§ **YOUR GOAL**
The records follow. Filter them to the lines that hold "DarkGray".
Content starts
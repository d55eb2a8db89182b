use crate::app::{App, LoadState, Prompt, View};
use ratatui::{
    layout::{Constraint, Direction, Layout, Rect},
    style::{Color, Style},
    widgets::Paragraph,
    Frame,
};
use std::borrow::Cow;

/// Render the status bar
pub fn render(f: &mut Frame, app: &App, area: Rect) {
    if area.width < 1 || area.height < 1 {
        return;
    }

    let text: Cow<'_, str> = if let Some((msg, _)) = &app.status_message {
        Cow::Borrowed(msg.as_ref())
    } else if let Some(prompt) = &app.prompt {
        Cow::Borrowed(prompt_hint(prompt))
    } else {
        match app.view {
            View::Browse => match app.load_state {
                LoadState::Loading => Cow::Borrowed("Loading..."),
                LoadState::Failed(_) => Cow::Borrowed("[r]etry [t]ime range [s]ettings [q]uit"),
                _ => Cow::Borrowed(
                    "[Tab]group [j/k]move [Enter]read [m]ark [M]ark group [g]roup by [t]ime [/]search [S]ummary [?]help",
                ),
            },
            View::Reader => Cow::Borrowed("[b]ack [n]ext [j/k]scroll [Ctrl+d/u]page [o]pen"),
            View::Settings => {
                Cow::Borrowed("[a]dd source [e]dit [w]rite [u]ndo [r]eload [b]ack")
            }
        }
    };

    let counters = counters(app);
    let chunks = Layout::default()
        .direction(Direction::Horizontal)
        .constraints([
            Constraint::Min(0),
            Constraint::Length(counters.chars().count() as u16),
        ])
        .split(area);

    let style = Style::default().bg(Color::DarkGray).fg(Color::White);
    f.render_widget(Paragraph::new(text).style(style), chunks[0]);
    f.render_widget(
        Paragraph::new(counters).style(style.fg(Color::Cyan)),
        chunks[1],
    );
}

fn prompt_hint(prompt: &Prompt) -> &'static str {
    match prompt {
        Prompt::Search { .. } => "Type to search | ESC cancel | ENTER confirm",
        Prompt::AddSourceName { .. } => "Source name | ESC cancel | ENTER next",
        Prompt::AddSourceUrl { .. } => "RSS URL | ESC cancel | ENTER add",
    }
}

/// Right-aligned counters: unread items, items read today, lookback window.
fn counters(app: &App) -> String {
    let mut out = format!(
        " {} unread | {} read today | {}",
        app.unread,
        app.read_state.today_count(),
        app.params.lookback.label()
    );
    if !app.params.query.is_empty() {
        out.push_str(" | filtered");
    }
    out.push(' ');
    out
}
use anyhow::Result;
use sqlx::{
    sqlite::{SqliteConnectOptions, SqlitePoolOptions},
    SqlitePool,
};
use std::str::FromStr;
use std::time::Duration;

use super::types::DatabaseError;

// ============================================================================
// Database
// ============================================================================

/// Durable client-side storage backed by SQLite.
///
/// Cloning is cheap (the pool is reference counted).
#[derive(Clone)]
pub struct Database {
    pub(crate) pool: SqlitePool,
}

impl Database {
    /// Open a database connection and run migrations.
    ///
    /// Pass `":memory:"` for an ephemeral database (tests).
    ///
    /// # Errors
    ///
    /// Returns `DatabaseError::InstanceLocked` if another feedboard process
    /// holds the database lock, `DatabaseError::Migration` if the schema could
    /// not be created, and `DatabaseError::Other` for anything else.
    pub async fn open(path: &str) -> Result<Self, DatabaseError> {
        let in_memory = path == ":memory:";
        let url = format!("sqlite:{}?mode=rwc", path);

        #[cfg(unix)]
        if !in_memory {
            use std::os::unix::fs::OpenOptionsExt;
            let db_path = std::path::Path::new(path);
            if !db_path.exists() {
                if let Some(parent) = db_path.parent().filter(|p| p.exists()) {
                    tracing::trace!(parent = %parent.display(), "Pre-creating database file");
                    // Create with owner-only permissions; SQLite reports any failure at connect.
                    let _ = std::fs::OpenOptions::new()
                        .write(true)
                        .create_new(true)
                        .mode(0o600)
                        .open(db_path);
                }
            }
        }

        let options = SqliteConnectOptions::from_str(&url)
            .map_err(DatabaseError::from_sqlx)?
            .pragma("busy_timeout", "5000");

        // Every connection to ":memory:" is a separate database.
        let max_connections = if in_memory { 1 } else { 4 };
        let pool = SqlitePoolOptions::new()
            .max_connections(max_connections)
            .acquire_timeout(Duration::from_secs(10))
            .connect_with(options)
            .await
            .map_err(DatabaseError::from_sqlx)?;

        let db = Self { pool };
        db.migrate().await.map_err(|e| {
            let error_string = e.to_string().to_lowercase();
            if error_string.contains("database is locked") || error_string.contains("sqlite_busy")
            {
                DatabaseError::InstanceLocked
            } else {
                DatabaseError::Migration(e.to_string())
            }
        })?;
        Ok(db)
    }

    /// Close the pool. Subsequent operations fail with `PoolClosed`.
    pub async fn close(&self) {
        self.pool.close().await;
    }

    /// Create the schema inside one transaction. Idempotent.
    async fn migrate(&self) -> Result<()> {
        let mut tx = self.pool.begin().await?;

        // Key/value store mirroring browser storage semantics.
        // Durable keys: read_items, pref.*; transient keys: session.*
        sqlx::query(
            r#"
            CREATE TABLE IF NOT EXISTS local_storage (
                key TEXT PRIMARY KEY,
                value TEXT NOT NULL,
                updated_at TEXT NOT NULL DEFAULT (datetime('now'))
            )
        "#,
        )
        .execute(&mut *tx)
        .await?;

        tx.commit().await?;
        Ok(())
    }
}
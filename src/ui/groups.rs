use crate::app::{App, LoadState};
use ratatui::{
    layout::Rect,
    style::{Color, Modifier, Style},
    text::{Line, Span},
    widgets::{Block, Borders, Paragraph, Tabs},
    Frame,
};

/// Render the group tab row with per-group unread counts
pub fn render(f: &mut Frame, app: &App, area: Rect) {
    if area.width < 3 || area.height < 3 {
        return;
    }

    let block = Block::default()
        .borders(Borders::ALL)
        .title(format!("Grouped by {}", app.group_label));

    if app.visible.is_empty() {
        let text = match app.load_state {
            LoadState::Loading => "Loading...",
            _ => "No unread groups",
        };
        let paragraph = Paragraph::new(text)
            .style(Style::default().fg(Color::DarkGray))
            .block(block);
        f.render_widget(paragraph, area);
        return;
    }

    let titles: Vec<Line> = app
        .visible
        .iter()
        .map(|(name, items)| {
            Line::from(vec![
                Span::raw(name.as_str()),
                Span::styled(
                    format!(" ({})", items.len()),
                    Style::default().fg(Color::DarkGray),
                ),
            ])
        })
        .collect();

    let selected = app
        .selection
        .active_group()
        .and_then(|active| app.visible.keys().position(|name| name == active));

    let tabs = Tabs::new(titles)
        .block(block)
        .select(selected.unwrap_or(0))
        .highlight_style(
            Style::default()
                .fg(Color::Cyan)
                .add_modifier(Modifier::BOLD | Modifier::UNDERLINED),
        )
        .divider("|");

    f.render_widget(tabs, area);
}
Content ends
§ **ANSWER SPACE**
    let style = Style::default().bg(Color::DarkGray).fg(Color::White);
            .style(Style::default().fg(Color::DarkGray))
                    Style::default().fg(Color::DarkGray),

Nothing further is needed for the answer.